§ YOUR OBJECTIVE
When a line in the material contains the word "Deserialize", copy it.

§ INFORMATION SUPPLIED
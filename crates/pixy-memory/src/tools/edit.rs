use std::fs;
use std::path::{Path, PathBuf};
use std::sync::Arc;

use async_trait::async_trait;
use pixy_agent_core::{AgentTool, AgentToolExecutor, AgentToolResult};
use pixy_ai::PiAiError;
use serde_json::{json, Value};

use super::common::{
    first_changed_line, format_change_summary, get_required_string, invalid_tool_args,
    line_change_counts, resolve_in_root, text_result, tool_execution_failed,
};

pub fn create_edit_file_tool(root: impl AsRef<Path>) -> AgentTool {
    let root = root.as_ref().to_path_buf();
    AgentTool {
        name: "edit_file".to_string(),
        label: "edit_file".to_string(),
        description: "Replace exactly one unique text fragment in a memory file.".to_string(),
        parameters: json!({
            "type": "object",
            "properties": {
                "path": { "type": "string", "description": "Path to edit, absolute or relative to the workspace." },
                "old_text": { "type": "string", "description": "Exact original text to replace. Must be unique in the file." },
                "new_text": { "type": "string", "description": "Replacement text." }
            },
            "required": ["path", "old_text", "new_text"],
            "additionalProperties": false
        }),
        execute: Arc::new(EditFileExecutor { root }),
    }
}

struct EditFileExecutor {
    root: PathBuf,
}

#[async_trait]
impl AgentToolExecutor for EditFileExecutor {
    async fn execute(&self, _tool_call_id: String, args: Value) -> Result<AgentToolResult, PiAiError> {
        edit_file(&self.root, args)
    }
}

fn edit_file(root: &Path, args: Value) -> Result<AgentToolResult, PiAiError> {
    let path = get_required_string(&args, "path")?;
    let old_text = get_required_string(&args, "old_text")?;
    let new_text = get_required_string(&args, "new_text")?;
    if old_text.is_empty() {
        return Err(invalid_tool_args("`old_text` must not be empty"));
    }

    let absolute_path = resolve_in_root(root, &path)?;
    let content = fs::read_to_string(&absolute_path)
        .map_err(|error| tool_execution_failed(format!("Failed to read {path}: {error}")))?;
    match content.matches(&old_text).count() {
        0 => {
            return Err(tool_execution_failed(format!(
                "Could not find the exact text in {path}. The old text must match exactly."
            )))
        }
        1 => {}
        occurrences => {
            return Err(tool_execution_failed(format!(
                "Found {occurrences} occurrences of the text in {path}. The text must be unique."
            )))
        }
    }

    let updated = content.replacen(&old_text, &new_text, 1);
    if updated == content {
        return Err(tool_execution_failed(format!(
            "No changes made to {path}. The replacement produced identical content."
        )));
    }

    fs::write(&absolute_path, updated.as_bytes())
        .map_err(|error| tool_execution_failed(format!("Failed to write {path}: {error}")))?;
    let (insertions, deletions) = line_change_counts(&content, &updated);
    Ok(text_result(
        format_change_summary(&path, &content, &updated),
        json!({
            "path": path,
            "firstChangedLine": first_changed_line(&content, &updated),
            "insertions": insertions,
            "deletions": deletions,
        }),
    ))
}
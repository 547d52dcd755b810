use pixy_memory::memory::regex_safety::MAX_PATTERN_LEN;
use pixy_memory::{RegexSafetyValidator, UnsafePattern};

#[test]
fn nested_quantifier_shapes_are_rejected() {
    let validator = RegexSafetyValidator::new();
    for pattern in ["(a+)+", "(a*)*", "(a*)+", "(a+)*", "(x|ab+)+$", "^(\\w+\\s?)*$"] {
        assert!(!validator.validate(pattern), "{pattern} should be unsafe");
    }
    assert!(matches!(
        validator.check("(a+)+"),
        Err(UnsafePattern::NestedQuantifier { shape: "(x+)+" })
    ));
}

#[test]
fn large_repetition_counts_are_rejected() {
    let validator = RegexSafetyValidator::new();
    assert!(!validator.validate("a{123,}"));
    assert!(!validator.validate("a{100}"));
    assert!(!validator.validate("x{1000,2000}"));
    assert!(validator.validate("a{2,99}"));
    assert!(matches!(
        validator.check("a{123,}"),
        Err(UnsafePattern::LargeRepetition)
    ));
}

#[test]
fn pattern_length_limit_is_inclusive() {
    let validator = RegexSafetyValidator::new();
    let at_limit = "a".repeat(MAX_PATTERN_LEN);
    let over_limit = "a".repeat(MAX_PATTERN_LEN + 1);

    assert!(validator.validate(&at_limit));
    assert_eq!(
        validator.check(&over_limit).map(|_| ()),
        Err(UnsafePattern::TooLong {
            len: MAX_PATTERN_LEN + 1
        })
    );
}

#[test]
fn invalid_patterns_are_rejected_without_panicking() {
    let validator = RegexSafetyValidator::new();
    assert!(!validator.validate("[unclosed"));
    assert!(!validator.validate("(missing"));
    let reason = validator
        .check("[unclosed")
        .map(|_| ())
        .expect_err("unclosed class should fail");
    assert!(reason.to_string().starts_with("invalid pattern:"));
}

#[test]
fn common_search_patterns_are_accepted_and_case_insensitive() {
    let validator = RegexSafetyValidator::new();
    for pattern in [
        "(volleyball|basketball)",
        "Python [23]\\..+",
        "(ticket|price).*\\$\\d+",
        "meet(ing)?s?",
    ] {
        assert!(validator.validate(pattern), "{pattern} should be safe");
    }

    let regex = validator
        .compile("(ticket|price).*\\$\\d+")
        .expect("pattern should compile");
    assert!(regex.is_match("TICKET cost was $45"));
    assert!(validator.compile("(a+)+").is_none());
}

...

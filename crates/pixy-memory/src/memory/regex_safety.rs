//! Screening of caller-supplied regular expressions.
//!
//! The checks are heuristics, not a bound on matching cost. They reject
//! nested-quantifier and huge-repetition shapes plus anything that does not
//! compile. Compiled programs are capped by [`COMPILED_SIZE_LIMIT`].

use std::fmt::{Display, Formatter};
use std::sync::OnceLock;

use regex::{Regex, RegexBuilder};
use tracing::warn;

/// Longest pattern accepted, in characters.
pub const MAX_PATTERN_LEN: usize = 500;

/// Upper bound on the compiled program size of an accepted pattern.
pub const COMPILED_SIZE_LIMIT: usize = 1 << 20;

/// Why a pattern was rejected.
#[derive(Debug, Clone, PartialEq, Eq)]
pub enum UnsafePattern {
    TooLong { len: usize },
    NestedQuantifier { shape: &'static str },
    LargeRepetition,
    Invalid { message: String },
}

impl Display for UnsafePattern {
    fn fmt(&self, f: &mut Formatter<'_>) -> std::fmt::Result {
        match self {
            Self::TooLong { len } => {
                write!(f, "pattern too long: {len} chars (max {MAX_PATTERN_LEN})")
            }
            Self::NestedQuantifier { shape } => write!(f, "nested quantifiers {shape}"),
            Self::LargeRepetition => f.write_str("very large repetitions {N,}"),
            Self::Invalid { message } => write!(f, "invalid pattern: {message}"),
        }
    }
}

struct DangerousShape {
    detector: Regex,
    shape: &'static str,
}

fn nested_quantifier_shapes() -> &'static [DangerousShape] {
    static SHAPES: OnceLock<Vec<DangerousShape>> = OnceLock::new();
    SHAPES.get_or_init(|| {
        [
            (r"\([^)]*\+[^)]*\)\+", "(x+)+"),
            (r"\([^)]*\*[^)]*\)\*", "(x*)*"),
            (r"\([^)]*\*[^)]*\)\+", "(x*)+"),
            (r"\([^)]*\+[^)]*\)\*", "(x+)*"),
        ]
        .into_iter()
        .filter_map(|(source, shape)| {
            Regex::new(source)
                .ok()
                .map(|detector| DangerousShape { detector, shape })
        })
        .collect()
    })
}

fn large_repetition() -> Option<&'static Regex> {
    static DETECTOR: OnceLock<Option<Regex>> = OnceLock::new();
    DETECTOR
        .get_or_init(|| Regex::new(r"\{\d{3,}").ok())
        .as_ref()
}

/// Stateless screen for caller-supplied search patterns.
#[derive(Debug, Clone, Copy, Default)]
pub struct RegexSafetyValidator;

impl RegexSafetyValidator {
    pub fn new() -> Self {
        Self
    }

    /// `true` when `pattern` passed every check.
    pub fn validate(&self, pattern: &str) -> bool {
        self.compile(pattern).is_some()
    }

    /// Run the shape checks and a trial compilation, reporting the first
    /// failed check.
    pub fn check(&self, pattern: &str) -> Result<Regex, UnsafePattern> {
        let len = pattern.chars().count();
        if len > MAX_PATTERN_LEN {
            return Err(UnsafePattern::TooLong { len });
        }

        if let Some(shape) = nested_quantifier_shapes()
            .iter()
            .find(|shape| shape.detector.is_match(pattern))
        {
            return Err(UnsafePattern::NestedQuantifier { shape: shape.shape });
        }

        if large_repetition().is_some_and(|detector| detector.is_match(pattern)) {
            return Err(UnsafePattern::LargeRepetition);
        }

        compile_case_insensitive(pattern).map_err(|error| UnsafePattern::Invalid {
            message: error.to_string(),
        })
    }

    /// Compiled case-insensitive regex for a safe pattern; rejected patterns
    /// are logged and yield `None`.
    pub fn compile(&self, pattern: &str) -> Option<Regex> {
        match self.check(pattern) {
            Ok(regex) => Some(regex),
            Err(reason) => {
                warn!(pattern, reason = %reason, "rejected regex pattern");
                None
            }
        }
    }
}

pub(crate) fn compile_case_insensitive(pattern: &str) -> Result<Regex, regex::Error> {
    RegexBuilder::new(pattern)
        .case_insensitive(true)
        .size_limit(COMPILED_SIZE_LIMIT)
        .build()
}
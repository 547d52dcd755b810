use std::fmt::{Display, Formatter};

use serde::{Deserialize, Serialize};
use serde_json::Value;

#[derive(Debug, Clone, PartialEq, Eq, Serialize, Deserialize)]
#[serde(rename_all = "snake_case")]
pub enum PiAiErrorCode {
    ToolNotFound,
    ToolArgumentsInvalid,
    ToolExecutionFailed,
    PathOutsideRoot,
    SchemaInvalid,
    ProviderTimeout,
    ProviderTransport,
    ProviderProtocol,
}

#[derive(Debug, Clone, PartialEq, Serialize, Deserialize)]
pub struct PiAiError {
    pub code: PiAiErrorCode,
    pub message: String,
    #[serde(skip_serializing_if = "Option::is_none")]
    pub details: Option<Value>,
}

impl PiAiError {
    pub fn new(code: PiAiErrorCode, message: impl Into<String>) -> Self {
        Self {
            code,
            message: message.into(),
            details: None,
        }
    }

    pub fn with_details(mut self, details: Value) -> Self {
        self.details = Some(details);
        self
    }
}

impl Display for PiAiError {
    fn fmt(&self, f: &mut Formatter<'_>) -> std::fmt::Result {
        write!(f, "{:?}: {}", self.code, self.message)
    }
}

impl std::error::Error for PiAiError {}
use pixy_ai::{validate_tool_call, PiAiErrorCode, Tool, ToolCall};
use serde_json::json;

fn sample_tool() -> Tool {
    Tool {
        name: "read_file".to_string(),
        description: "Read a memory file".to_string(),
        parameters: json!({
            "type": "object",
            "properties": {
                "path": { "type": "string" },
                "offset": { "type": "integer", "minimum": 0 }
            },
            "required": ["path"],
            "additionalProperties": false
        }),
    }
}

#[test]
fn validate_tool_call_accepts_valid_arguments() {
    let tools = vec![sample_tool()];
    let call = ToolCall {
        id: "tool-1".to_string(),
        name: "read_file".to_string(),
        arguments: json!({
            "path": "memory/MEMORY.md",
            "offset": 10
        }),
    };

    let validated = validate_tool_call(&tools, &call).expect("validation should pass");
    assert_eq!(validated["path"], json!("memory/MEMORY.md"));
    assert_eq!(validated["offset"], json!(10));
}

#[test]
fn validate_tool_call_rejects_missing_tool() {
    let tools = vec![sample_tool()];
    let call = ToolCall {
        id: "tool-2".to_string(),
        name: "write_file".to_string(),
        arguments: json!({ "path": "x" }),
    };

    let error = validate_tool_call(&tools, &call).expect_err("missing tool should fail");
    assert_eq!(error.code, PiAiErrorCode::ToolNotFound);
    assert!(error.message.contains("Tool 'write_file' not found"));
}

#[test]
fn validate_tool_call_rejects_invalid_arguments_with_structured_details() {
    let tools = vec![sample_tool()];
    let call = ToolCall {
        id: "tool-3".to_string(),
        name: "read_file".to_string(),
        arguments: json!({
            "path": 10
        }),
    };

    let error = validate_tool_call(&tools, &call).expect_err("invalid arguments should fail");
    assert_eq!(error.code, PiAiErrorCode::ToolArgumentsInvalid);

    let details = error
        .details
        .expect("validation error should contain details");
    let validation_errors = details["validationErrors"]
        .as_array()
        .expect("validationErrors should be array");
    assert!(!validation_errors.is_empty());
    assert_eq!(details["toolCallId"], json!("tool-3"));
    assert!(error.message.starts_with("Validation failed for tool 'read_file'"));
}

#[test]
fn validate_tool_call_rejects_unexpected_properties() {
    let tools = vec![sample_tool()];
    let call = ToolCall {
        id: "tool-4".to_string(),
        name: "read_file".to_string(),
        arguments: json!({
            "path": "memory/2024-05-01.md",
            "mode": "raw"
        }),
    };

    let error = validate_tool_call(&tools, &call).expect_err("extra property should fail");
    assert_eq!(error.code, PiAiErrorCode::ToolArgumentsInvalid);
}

--

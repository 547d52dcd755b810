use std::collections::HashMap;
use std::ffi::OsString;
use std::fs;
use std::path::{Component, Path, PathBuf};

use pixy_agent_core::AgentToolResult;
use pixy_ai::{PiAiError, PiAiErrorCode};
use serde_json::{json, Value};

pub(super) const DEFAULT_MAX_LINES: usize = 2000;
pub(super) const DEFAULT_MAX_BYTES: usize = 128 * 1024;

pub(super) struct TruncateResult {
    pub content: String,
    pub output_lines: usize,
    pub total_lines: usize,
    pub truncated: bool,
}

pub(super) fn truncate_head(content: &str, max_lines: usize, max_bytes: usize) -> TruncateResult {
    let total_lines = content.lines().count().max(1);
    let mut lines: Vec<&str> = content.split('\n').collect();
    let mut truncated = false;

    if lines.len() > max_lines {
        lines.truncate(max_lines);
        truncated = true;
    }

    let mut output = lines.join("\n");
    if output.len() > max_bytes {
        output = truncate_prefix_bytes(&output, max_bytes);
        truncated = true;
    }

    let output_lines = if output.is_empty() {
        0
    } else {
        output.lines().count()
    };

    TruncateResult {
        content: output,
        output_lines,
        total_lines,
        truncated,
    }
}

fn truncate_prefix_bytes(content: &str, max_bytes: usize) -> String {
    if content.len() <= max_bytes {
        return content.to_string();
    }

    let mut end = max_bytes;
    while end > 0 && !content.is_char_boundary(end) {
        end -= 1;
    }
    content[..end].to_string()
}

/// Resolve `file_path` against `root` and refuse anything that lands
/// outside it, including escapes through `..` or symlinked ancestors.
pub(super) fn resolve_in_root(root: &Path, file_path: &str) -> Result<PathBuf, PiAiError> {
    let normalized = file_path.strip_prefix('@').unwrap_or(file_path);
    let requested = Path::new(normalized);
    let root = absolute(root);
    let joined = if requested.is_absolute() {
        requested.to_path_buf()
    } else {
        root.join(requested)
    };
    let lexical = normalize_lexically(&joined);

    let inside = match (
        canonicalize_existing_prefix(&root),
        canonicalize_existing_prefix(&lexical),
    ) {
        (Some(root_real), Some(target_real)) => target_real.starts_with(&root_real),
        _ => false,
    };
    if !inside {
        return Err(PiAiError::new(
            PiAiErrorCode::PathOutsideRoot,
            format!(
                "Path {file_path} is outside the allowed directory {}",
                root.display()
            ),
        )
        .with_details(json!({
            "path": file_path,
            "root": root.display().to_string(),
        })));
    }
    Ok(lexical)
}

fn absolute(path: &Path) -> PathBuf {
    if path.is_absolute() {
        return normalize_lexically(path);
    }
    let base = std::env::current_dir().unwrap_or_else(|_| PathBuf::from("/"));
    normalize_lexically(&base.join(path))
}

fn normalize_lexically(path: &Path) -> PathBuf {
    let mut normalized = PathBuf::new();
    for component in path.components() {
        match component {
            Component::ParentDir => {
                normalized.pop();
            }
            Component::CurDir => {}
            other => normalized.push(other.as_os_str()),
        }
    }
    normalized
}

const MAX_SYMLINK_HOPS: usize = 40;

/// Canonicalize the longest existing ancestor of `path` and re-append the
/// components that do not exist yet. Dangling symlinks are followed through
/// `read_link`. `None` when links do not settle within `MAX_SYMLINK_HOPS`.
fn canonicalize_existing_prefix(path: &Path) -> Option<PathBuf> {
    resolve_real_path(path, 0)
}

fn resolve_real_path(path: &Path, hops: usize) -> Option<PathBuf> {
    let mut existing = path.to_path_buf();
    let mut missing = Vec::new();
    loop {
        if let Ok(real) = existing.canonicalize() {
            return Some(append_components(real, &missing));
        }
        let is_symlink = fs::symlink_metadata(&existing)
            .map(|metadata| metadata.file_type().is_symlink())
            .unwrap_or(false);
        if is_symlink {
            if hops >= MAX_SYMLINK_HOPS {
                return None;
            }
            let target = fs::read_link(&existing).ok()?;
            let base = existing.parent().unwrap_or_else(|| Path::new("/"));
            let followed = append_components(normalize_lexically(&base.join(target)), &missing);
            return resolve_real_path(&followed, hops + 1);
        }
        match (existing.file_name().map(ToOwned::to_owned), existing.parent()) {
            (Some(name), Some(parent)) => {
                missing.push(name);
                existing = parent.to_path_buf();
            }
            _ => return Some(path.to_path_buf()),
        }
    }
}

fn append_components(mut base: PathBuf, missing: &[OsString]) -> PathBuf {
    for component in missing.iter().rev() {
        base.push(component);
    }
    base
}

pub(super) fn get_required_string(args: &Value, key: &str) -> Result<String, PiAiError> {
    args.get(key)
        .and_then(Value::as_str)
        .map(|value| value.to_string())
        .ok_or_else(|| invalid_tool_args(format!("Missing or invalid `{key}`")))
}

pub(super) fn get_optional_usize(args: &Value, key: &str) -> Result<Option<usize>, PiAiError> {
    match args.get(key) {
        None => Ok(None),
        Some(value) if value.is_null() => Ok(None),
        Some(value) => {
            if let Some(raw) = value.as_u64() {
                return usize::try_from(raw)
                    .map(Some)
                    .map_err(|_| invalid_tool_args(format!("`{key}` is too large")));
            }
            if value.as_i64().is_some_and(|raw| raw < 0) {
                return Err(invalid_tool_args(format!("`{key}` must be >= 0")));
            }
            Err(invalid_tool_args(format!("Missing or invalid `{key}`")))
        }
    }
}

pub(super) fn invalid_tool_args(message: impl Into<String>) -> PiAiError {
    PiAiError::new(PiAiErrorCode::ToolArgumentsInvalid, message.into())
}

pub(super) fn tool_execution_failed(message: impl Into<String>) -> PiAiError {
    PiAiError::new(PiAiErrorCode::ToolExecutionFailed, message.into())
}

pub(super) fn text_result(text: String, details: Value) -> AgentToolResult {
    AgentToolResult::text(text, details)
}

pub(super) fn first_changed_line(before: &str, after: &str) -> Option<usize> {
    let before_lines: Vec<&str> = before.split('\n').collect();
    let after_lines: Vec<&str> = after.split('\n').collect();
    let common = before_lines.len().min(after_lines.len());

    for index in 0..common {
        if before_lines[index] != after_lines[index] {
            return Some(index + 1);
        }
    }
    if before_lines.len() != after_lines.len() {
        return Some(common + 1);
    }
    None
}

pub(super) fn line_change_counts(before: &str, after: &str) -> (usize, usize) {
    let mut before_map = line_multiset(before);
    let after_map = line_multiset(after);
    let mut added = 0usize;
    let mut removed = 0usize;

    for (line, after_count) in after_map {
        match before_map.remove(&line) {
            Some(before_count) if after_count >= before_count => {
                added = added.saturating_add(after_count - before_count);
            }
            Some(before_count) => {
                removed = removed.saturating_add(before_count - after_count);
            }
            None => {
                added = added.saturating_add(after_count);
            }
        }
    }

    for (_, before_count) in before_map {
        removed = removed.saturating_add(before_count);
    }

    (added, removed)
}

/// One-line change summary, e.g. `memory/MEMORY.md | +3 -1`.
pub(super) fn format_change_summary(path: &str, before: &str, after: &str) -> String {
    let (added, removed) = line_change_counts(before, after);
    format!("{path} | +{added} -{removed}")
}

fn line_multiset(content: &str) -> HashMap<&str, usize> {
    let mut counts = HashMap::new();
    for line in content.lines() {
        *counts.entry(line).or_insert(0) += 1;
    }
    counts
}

§ RESPONSE BOX
use serde::{Deserialize, Serialize};
#[derive(Debug, Clone, PartialEq, Eq, Serialize, Deserialize)]
#[derive(Debug, Clone, PartialEq, Serialize, Deserialize)]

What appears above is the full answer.